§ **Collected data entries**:
-- Opening Marker --

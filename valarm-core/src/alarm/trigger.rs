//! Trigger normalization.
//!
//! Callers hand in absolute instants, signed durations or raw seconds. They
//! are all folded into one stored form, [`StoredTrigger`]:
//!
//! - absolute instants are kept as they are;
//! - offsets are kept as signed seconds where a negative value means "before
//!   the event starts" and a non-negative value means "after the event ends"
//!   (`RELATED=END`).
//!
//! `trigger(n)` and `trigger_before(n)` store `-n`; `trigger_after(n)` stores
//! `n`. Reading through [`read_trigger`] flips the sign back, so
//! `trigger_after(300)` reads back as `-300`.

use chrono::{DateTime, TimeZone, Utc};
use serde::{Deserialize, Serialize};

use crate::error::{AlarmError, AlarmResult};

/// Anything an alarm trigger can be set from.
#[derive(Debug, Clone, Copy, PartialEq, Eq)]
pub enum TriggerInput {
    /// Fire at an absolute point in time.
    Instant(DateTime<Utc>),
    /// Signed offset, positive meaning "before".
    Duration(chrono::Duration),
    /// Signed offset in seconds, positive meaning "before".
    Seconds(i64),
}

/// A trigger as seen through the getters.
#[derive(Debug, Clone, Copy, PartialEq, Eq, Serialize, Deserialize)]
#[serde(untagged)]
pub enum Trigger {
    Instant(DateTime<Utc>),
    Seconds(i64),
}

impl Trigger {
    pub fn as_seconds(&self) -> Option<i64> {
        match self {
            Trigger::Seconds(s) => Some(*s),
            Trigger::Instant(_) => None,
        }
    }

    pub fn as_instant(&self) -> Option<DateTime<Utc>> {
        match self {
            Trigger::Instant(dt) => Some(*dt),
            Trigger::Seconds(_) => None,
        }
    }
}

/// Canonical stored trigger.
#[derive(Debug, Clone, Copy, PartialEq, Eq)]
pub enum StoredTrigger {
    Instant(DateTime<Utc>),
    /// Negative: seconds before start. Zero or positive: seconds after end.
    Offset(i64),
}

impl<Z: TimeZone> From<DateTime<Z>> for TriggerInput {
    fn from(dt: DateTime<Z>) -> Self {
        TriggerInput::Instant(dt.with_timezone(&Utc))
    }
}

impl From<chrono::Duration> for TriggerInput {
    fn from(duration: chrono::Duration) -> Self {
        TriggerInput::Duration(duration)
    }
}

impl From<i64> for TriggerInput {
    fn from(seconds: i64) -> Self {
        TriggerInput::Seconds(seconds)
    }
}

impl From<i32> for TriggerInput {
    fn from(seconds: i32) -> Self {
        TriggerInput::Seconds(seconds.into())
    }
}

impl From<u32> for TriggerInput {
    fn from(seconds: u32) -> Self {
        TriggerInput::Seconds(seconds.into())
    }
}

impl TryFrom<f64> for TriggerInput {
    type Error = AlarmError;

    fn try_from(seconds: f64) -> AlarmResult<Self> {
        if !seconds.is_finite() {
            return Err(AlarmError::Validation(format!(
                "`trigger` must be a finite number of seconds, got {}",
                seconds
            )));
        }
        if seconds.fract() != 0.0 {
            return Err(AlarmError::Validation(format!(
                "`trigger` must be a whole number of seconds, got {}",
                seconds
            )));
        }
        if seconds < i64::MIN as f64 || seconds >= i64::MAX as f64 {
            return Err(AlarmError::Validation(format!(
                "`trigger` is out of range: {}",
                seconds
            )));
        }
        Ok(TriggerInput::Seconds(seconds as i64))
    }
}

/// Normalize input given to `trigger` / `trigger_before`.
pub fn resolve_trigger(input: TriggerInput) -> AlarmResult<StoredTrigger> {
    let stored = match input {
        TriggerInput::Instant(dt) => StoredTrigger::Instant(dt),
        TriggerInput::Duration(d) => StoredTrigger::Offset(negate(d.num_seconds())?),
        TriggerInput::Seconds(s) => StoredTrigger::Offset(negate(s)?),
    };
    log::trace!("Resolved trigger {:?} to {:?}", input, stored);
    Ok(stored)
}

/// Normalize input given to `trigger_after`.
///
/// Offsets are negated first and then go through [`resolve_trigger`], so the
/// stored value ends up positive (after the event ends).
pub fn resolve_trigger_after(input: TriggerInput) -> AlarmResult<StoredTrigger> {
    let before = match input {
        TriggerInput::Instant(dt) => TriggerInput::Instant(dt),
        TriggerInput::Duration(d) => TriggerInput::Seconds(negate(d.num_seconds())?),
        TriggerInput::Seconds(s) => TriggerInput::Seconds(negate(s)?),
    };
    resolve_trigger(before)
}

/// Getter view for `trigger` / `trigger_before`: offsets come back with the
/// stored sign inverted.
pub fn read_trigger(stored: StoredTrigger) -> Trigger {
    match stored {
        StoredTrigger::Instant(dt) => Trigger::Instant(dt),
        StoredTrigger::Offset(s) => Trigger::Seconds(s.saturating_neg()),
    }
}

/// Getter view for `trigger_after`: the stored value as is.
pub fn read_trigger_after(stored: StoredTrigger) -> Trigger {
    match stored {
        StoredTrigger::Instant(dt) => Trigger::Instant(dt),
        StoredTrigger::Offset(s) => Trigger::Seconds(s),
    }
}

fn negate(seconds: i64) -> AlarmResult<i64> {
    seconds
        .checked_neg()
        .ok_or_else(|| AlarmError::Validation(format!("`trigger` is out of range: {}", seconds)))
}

-- Closing Marker --
-- Opening Marker --

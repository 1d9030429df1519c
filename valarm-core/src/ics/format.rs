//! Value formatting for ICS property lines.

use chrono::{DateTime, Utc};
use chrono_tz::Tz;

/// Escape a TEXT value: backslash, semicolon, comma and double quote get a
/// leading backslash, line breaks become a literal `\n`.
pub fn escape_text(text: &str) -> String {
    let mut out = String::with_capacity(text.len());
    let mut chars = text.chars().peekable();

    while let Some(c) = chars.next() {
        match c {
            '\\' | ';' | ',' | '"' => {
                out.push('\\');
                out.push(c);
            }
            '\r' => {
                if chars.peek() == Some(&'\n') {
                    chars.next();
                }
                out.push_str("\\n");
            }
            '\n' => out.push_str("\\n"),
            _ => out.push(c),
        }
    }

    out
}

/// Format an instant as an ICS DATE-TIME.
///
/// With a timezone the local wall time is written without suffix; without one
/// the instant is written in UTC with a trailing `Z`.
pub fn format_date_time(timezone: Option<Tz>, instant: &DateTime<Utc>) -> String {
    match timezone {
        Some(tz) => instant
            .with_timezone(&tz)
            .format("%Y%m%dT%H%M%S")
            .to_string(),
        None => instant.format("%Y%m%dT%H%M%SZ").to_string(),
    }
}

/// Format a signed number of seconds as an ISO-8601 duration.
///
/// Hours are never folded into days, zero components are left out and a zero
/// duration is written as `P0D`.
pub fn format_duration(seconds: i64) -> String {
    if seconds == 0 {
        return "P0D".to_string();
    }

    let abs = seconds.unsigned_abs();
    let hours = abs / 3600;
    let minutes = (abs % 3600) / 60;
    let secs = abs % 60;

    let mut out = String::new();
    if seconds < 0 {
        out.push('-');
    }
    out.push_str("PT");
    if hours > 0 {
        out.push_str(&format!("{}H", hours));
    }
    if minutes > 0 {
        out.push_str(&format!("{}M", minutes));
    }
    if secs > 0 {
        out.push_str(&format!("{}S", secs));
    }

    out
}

-- Closing Marker --

§ **Work task**:
What lines of the data contain the string "Normalize"? List them.

§ **Written answer**:
/// Normalize input given to `trigger` / `trigger_before`.
/// Normalize input given to `trigger_after`.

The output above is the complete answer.